//! Read-side façade over the synced cache.
//!
//! Every call answers with data, never with a remote failure: a broken
//! upstream degrades to the last snapshot (or an empty one).

use serde::Serialize;

use crate::github::CachedRepository;
use crate::sync::{RefreshOutcome, RepositorySource, SyncStatus, Syncer, Trigger};

#[derive(Debug, Clone, Copy, PartialEq, Eq)]
pub enum Visibility {
  Public,
  Private,
}

/// Filters for [`RepositoryService::list_repositories`].
///
/// `search` and `language` are alternatives: when both are set, `search`
/// wins. `visibility` and `fork` narrow whatever that selection returns.
#[derive(Debug, Clone, Default)]
pub struct RepoFilter {
  pub search: Option<String>,
  pub language: Option<String>,
  pub visibility: Option<Visibility>,
  pub fork: Option<bool>,
}

/// Aggregates over the cached set.
#[derive(Debug, Clone, Copy, Default, PartialEq, Eq, Serialize)]
#[serde(rename_all = "camelCase")]
pub struct RepoStats {
  pub total_repositories: u64,
  pub public_repositories: u64,
  pub private_repositories: u64,
  pub forked_repositories: u64,
  pub total_stars: u64,
  pub total_forks: u64,
}

impl RepoStats {
  pub fn from_repositories(repos: &[CachedRepository]) -> Self {
    repos.iter().fold(Self::default(), |mut stats, repo| {
      stats.total_repositories += 1;
      if repo.is_private {
        stats.private_repositories += 1;
      } else {
        stats.public_repositories += 1;
      }
      if repo.is_fork {
        stats.forked_repositories += 1;
      }
      stats.total_stars += repo.stargazers_count;
      stats.total_forks += repo.forks_count;
      stats
    })
  }
}

pub struct RepositoryService<S: RepositorySource> {
  syncer: Syncer<S>,
}

impl<S: RepositorySource> RepositoryService<S> {
  pub fn new(syncer: Syncer<S>) -> Self {
    Self { syncer }
  }

  pub fn syncer(&self) -> &Syncer<S> {
    &self.syncer
  }

  /// Repositories matching `filter`.
  ///
  /// Only the unfiltered selection refreshes an empty cache first.
  pub async fn list_repositories(&self, filter: &RepoFilter) -> Vec<CachedRepository> {
    let cache = self.syncer.cache();

    let mut repos = match (non_blank(&filter.search), non_blank(&filter.language)) {
      (Some(term), _) => cache.find_by_search_term(term),
      (None, Some(language)) => cache.find_by_language(language),
      (None, None) => {
        self.syncer.ensure_populated().await;
        cache.find_all()
      }
    };

    if let Some(visibility) = filter.visibility {
      let private = visibility == Visibility::Private;
      repos.retain(|repo| repo.is_private == private);
    }
    if let Some(fork) = filter.fork {
      repos.retain(|repo| repo.is_fork == fork);
    }

    repos
  }

  /// Run one refresh cycle now.
  ///
  /// The outcome says whether the data is fresh or the retained snapshot.
  pub async fn force_refresh(&self) -> RefreshOutcome {
    self.syncer.refresh(Trigger::Manual).await
  }

  pub fn list_languages(&self) -> Vec<String> {
    self.syncer.cache().distinct_languages()
  }

  pub async fn compute_stats(&self) -> RepoStats {
    self.syncer.ensure_populated().await;
    RepoStats::from_repositories(&self.syncer.cache().snapshot())
  }

  pub fn status(&self) -> SyncStatus {
    self.syncer.status()
  }
}

fn non_blank(value: &Option<String>) -> Option<&str> {
  value.as_deref().map(str::trim).filter(|v| !v.is_empty())
}

#[cfg(test)]
mod tests {
  use super::*;
  use crate::cache::RepositoryCache;
  use crate::error::SyncError;
  use crate::github::RemoteRecord;
  use crate::sync::testing::{record, FakeSource};
  use std::sync::atomic::Ordering;
  use std::sync::Arc;

  fn service(source: FakeSource) -> RepositoryService<FakeSource> {
    RepositoryService::new(Syncer::new(source, Arc::new(RepositoryCache::in_memory())))
  }

  fn alpha_beta() -> Vec<RemoteRecord> {
    vec![record(1, "alpha", Some("Go")), record(2, "beta", Some("Rust"))]
  }

  fn names(repos: &[CachedRepository]) -> Vec<&str> {
    repos.iter().map(|r| r.name.as_str()).collect()
  }

  #[tokio::test]
  async fn test_filters_over_cached_set() {
    let service = service(FakeSource::returning(alpha_beta()));
    service.force_refresh().await;

    assert_eq!(service.list_languages(), vec!["Go", "Rust"]);

    let by_language = service
      .list_repositories(&RepoFilter {
        language: Some("Go".to_string()),
        ..Default::default()
      })
      .await;
    assert_eq!(names(&by_language), vec!["alpha"]);

    let by_search = service
      .list_repositories(&RepoFilter {
        search: Some("AL".to_string()),
        ..Default::default()
      })
      .await;
    assert_eq!(names(&by_search), vec!["alpha"]);
  }

  #[tokio::test]
  async fn test_search_wins_over_language() {
    let service = service(FakeSource::returning(alpha_beta()));
    service.force_refresh().await;

    let repos = service
      .list_repositories(&RepoFilter {
        search: Some("beta".to_string()),
        language: Some("Go".to_string()),
        ..Default::default()
      })
      .await;
    assert_eq!(names(&repos), vec!["beta"]);
  }

  #[tokio::test]
  async fn test_blank_filters_mean_everything() {
    let service = service(FakeSource::returning(alpha_beta()));

    let repos = service
      .list_repositories(&RepoFilter {
        search: Some("   ".to_string()),
        language: Some(String::new()),
        ..Default::default()
      })
      .await;
    assert_eq!(repos.len(), 2);
  }

  #[tokio::test]
  async fn test_unfiltered_list_cold_reads_once() {
    let source = FakeSource::returning(alpha_beta());
    let fetches = source.fetch_counter();
    let service = service(source);

    assert_eq!(service.list_repositories(&RepoFilter::default()).await.len(), 2);
    assert_eq!(service.list_repositories(&RepoFilter::default()).await.len(), 2);
    assert_eq!(fetches.load(Ordering::SeqCst), 1);
  }

  #[tokio::test]
  async fn test_filtered_lookups_do_not_cold_read() {
    let source = FakeSource::returning(alpha_beta());
    let fetches = source.fetch_counter();
    let service = service(source);

    let repos = service
      .list_repositories(&RepoFilter {
        language: Some("Go".to_string()),
        ..Default::default()
      })
      .await;

    assert!(repos.is_empty());
    assert!(service.list_languages().is_empty());
    assert_eq!(fetches.load(Ordering::SeqCst), 0);
  }

  #[tokio::test]
  async fn test_visibility_and_fork_narrowing() {
    let mut private_fork = record(3, "gamma", Some("Go"));
    private_fork.private = Some(true);
    private_fork.fork = Some(true);
    let mut records = alpha_beta();
    records.push(private_fork);
    let service = service(FakeSource::returning(records));

    let private = service
      .list_repositories(&RepoFilter {
        visibility: Some(Visibility::Private),
        ..Default::default()
      })
      .await;
    assert_eq!(names(&private), vec!["gamma"]);

    let public_go_sources = service
      .list_repositories(&RepoFilter {
        language: Some("Go".to_string()),
        visibility: Some(Visibility::Public),
        fork: Some(false),
        ..Default::default()
      })
      .await;
    assert_eq!(names(&public_go_sources), vec!["alpha"]);
  }

  #[tokio::test]
  async fn test_stats_scenario() {
    let mut records: Vec<_> = (1..=3)
      .map(|i| record(i, &format!("public-{i}"), Some("Go")))
      .collect();
    let mut fork = record(4, "private-fork", None);
    fork.stargazers_count = Some(0);
    fork.forks_count = Some(2);
    fork.private = Some(true);
    fork.fork = Some(true);
    records.push(fork);

    let service = service(FakeSource::returning(records));
    let stats = service.compute_stats().await;

    assert_eq!(
      stats,
      RepoStats {
        total_repositories: 4,
        public_repositories: 3,
        private_repositories: 1,
        forked_repositories: 1,
        total_stars: 6,
        total_forks: 2,
      }
    );
  }

  #[tokio::test]
  async fn test_stats_serialize_camel_case() {
    let json = serde_json::to_value(RepoStats::default()).unwrap();
    assert_eq!(json["totalRepositories"], 0);
    assert_eq!(json["forkedRepositories"], 0);
  }

  #[tokio::test]
  async fn test_outage_degrades_to_empty() {
    let service = service(FakeSource::failing(SyncError::Transport(
      "dns failure".to_string(),
    )));

    assert!(service.list_repositories(&RepoFilter::default()).await.is_empty());
    assert_eq!(service.compute_stats().await, RepoStats::default());

    let outcome = service.force_refresh().await;
    assert!(!outcome.is_fresh());
    assert!(outcome.repositories().is_empty());
  }
}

━━━━

Which of the lines in the data hold the string "names"? Report each of them by copying it.

▸ **RESPONSE AREA**:
  fn names(repos: &[CachedRepository]) -> Vec<&str> {
    assert_eq!(names(&by_language), vec!["alpha"]);
    assert_eq!(names(&by_search), vec!["alpha"]);
    assert_eq!(names(&repos), vec!["beta"]);
    assert_eq!(names(&private), vec!["gamma"]);
    assert_eq!(names(&public_go_sources), vec!["alpha"]);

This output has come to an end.